Knowing those habits can give you a limit on foxes, squirrels, or grays on hunting forays, and you just need to know a few basic facts. One is the ability to recognize at least some of the major trees in the forest, something simple to do with a library book or even a purchased Ohio Trees brochure. When the season starts, they will almost certainly feed mainly on hickory, shagbark, shellbark, pignut, etc. because they love highly nutritious, sweet-tasting nuts. So find a grove or stand of walnut trees, check under fresh “cuttings,” and if they’re there, wait for customers.
If the wooded lot or wooded hillside has few or no hickory trees, look for graybark beeches. They like those nuts too, but again you should check under empty hulls before stopping or wait at least half an hour or so. There may be dozens of beeches around, but the squirrels seem to prefer just a few, feeding heavily on this one, ignoring that. Perhaps strawberries from selected trees have more flavor? Squirrels will also eat dogwoods eating red berries, nibble on wild grapes, and occasionally hit the cornfield next to a forest. They are all worth at least a quick review.
Later in the season, when most of the favorite foods are gone, they will switch to white oak, bog oak, and post oak acorns, but will not touch the bitter, tannin-filled, red, black, and pin oak acorns unless they are really hungry. Time is also always a factor. Gray squirrels must have higher metabolisms, because they are hungry and look for food at dawn. I have bagged the animals when I could barely see them high up in a tree, so when I hunt them I often use a flashlight to get to a good spot and be sitting and waiting when the shot light comes on. Fox squirrels are lazy and I rarely bother hunting them until good light comes. I’ve had some until 9 or 10 am
How to hunt them is also important. Grays are creepy and skittish, cautious to a fault, and I’d rather find a good spot, usually after some prior scouting, and wait for them. For fox squirrels, who are much less wary, I move, usually wearing soft tennis shoes and going a short distance and then stopping to listen for the crunch of teeth on nuts or the crunch of limbs before continuing. When I hear something with promise, I’ll slide over to that side and look for the customer.
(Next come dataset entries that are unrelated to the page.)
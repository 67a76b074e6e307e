//! UseCase: ルーム入室処理
//!
//! アクセス制御と履歴取得を Directory で済ませてから、在室状態への
//! 反映をロック区間でまとめて適用する。アクセス拒否は要求元にだけ
//! 返り、グローバルな状態には何の副作用も残さない。

use std::sync::Arc;

use tokio::sync::Mutex;

use crate::domain::{
    ChatMessage, ConnectionId, DirectoryError, EvictedRoom, MessagePusher, RoomDirectory, RoomId,
    RoomRegistry, Roster,
};

use super::error::JoinRoomError;

/// join 時に返す履歴の上限件数
pub const HISTORY_FETCH_LIMIT: usize = 100;

/// 入室に成功したときのスナップショット
#[derive(Debug, Clone)]
pub struct JoinOutcome {
    pub room_id: RoomId,
    /// 要求元にユニキャストする履歴（時系列順）
    pub history: Vec<ChatMessage>,
    /// 参加先ルームの適用後ロスター
    pub roster: Roster,
    /// 追い出された旧ルーム（あれば）
    pub evicted: Option<EvictedRoom>,
}

/// ルーム入室のユースケース
pub struct JoinRoomUseCase {
    /// 在室状態の唯一の所有者
    registry: Arc<Mutex<RoomRegistry>>,
    /// Room Directory（永続ストアの抽象化）
    directory: Arc<dyn RoomDirectory>,
    /// MessagePusher（メッセージ通知の抽象化）
    message_pusher: Arc<dyn MessagePusher>,
}

impl JoinRoomUseCase {
    /// 新しい JoinRoomUseCase を作成
    pub fn new(
        registry: Arc<Mutex<RoomRegistry>>,
        directory: Arc<dyn RoomDirectory>,
        message_pusher: Arc<dyn MessagePusher>,
    ) -> Self {
        Self {
            registry,
            directory,
            message_pusher,
        }
    }

    /// ルーム入室を実行
    ///
    /// 前提: デフォルトルームは誰でも入れる。それ以外は Directory の
    /// メンバーシップ判定（オーナー含む）を通ること。
    ///
    /// # Returns
    ///
    /// * `Ok(JoinOutcome)` - 入室成功（履歴・ロスター・退室情報）
    /// * `Err(JoinRoomError)` - 入室失敗（状態は変更されない）
    pub async fn execute(
        &self,
        connection_id: &ConnectionId,
        room_id: RoomId,
    ) -> Result<JoinOutcome, JoinRoomError> {
        // 1. アイデンティティの解決（ロックは即座に手放す）
        let identity = {
            let registry = self.registry.lock().await;
            registry
                .identity_of(connection_id)
                .cloned()
                .ok_or(JoinRoomError::UnknownSession)?
        };

        // 2. アクセス制御と履歴取得（ロック外の I/O）
        let fetched_history = if room_id.is_default() {
            None
        } else {
            let allowed = self
                .directory
                .is_member(&room_id, &identity.user_id)
                .await
                .map_err(|e| match e {
                    DirectoryError::RoomNotFound => JoinRoomError::RoomNotFound,
                    other => {
                        tracing::error!("Membership check failed: {}", other);
                        JoinRoomError::Storage(other)
                    }
                })?;
            if !allowed {
                return Err(JoinRoomError::AccessDenied);
            }
            let messages = self
                .directory
                .get_messages(&room_id, HISTORY_FETCH_LIMIT)
                .await
                .map_err(|e| match e {
                    DirectoryError::RoomNotFound => JoinRoomError::RoomNotFound,
                    other => {
                        tracing::error!("History fetch failed: {}", other);
                        JoinRoomError::Storage(other)
                    }
                })?;
            Some(messages)
        };

        // 3. 在室状態への反映（ロック区間でスナップショットまで計算）
        let effect = {
            let mut registry = self.registry.lock().await;
            registry
                .join(connection_id, &room_id)
                .ok_or(JoinRoomError::UnknownSession)?
        };

        let history = match fetched_history {
            Some(messages) => messages,
            None => effect.history.unwrap_or_default(),
        };

        Ok(JoinOutcome {
            room_id,
            history,
            roster: effect.roster,
            evicted: effect.evicted,
        })
    }

    /// ロスター更新をルームのメンバーにブロードキャスト
    pub async fn broadcast_roster(
        &self,
        targets: Vec<ConnectionId>,
        message: &str,
    ) -> Result<(), String> {
        self.message_pusher
            .broadcast(targets, message)
            .await
            .map_err(|e| e.to_string())
    }
}
//! Wire-format DTOs for the WebSocket protocol.

pub mod conversion;
pub mod websocket;
//! Time-related utilities with clock abstraction for testability.

use chrono::{TimeZone, Utc};

/// Clock trait for dependency injection and testing
pub trait Clock: Send + Sync {
    /// Get current Unix timestamp in milliseconds
    fn now_millis(&self) -> i64;
}

/// System clock implementation (uses actual system time)
#[derive(Debug, Clone, Copy)]
pub struct SystemClock;

impl Clock for SystemClock {
    fn now_millis(&self) -> i64 {
        get_epoch_millis()
    }
}

/// Fixed clock implementation for testing (returns a fixed time)
#[derive(Debug, Clone, Copy)]
pub struct FixedClock {
    fixed_time: i64,
}

impl FixedClock {
    /// Create a new fixed clock with the given timestamp
    pub fn new(fixed_time_millis: i64) -> Self {
        Self {
            fixed_time: fixed_time_millis,
        }
    }
}

impl Clock for FixedClock {
    fn now_millis(&self) -> i64 {
        self.fixed_time
    }
}

/// Get current Unix timestamp in milliseconds (UTC)
pub fn get_epoch_millis() -> i64 {
    Utc::now().timestamp_millis()
}

/// Convert Unix timestamp (milliseconds) to UTC RFC 3339 format
pub fn timestamp_to_rfc3339(timestamp_millis: i64) -> String {
    let seconds = timestamp_millis.div_euclid(1000);
    let nanos = (timestamp_millis.rem_euclid(1000) * 1_000_000) as u32;
    match Utc.timestamp_opt(seconds, nanos) {
        chrono::LocalResult::Single(dt) => dt.to_rfc3339(),
        _ => String::from("invalid-timestamp"),
    }
}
Finally, I like to travel with a squirrel call, usually a kind of black rubber bellows that I can tap on a knee to mimic a weird furry tail. It works best in the late morning when the squirrels have fully fed and equally best with fox squirrels, although they can also come gray. When I hear a squirrel bark or see one in the distance, I like to sit quietly and answer the call. Often a squirrel, full and feisty, will come running to see who the stranger is. And find out the hard way.